Extracted data entries

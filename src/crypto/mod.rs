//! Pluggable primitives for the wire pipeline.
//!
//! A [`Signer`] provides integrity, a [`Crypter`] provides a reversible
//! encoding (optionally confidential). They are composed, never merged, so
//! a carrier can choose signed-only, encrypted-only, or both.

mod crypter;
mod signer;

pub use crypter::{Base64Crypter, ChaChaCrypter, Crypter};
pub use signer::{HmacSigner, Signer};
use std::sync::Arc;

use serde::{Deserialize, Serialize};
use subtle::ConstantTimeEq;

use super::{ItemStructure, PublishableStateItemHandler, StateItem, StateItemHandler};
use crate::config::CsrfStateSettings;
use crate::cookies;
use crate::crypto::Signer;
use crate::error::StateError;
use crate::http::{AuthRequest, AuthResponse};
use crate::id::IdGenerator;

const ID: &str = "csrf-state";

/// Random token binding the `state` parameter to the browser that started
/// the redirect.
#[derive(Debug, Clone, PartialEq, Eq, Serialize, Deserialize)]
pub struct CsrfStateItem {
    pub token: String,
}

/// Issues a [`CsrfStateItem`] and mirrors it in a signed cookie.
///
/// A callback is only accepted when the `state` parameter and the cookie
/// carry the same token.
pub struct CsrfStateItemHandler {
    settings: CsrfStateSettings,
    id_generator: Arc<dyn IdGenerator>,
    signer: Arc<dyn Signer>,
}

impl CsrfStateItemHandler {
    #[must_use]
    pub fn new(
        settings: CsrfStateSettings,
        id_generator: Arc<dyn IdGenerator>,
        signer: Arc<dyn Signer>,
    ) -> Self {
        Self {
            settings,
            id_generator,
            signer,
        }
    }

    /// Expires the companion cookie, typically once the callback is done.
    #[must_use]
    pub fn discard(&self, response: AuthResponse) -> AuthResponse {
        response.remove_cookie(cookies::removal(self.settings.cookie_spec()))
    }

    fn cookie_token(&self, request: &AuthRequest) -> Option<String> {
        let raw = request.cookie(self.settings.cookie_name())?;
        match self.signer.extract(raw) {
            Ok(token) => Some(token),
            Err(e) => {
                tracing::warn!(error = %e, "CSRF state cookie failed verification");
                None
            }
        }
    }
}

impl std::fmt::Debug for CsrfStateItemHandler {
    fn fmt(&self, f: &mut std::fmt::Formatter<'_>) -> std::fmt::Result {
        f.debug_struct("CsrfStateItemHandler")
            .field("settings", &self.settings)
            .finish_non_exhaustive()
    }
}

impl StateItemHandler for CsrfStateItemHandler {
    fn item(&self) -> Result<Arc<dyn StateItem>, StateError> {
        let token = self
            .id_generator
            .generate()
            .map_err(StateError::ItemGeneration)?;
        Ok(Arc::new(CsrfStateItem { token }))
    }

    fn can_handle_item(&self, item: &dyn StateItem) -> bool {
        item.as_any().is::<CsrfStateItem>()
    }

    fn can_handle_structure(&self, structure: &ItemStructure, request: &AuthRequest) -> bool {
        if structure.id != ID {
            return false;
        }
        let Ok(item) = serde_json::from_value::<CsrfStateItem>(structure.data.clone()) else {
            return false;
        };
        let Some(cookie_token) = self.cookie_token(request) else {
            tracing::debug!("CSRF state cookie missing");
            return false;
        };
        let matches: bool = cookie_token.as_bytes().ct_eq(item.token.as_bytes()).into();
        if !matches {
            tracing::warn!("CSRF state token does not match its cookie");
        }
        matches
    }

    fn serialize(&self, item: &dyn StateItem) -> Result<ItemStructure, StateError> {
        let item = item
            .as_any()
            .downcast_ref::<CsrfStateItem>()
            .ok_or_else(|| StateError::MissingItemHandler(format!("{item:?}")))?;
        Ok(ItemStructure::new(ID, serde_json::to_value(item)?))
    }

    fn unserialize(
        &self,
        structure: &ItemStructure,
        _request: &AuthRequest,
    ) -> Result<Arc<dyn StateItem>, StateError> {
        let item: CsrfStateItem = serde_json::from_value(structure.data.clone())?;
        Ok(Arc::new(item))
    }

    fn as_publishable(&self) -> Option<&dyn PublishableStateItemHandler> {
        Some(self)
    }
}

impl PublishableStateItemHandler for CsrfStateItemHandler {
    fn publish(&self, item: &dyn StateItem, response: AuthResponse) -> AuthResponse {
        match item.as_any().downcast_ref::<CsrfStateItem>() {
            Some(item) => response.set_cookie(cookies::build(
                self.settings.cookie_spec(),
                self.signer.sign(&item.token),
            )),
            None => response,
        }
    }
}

**Assignment**. Output the data exactly, from the first line through the line that holds "use std::sync::Arc;", so that no later line appears.

**Expected answer**.
filename src/crypto/mod.rs
//! Pluggable primitives for the wire pipeline.
//!
//! A [`Signer`] provides integrity, a [`Crypter`] provides a reversible
//! encoding (optionally confidential). They are composed, never merged, so
//! a carrier can choose signed-only, encrypted-only, or both.

mod crypter;
mod signer;

pub use crypter::{Base64Crypter, ChaChaCrypter, Crypter};
pub use signer::{HmacSigner, Signer};
use std::sync::Arc;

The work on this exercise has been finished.